From hastily scribbling corrections, to frustratedly crumpling up and throwing down his creative blood and sweat on paper as not being good enough, Lewis' Phantom unabashedly wears his heart upon his sleeve. His longings and worship of Christine materialize before him – as a vision in a celestial cameo. Ghostly winds softly whisper of the past as he yearns for her to be with him, the lyrics lamenting “...I dream that you are there, but I wake holding nothing but the cold night air.” He misses her as a woman, longing for her to be by his side to sing for him “once more,” loving her as he does inseparably for herself and her talent.

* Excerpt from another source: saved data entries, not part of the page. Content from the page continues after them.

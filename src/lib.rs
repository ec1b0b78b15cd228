//! Color Tetris (workspace facade crate).
//!
//! The rule engine, host driver, key mapping and renderer live in dedicated
//! crates under `crates/`; this package re-exports them under one name and
//! ships the terminal binary.

pub use color_tetris_core as core;
pub use color_tetris_driver as driver;
pub use color_tetris_input as input;
pub use color_tetris_term as term;
pub use color_tetris_types as types;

In the opening scene of Love Never Dies (2011), “....The day starts, the day ends” with the Phantom wishing Christine were there.

During this first number we are introduced to the symbolic gesture that betokens the overall romantic spirit of the sequel. The Phantom looks into his empty hands. To the naked eye, nothing is seen. Yet something resides there, which his heart sees indelibly when everything else is gone. This epithetic gesture of the Phantom's, used as well by Christine during the title aria later because she too knows and suddenly understands, exemplifies why he has carried on and survived the years without her. Only that intangible spell of love could remain faithfully and fervently between them and keep them together over such lengthy passages of time and distance.

Following the triumphant opening number, comes the surreal colour splashes of The Coney Island Waltz, featuring Gangle, Fleck, Squelch (Dean Vince, Emma J. Hawkins and lyric tenor, Paul Tabone) and the ensemble. They introduce Mr. Y's (the Phantom's) Phantasma, an amusement park home to circus performers as well as outcasts of society like Mr. Y. himself. All the gorgeous razzle dazzle bursts like fireworks beneath a circus canopy almost as tall as the three storey stage, topped by the platform where the Phantom sits reigning and watching over the excitement. Acts of all kinds – a dancing bear, a familiar looking monkey with cymbals on a wagon being towed by a giant tricycle, stiltwalkers, fire eaters and torch twirlers, and an elaborate fantasy carousel – share centre stage. But this is only the surface of the hula-palooza.

Master of Ceremonies Gangle, aerialist extraordinaire Fleck and Squelch the world's strongest man, welcome one and welcome all to the Phantom's Coney Island circus fayre known as Phantasma. (Photo: Jeff Busby)

Phantasma then offers up the rollicking Only for You, with Sharon Millerchip as Meg Giry the “Ooh-la-la Girl.” She's accompanied in the Follies-style dance by a troupe of songbirds in lavish feathered dance suits every colour of the rainbow, headdresses adorned with petite bird skulls. Millerchip exudes a sheer joy while performing.

“Ooh-la-la Girl”, Meg Giry, played by Sharon Millerchip (centre, in bright pink costume) and the other Phantasma dance hall girls pose in a publicity photo. (Photo: Jeff Busby)

Her Meg character is likeable, and a little pitiable, as she's hoping that the Phantom will make her his empusa one day, and she girlishly infatuates to her mother, “I was suddenly aware of a presence in the air and I know it was him!” In the ensuing duet, Ten Long Years, Madame Giry (played by renowned actress-singer Maria Mercedes) forces daughter Meg out of her frivolous fantasies, reminding her how their beloved Phantom had found his way to the New World thanks to their efforts. Mercedes veritably embodies the stern churlish Madame Giry, coiffed and costumed as though she had just stepped out of the Leroux novel.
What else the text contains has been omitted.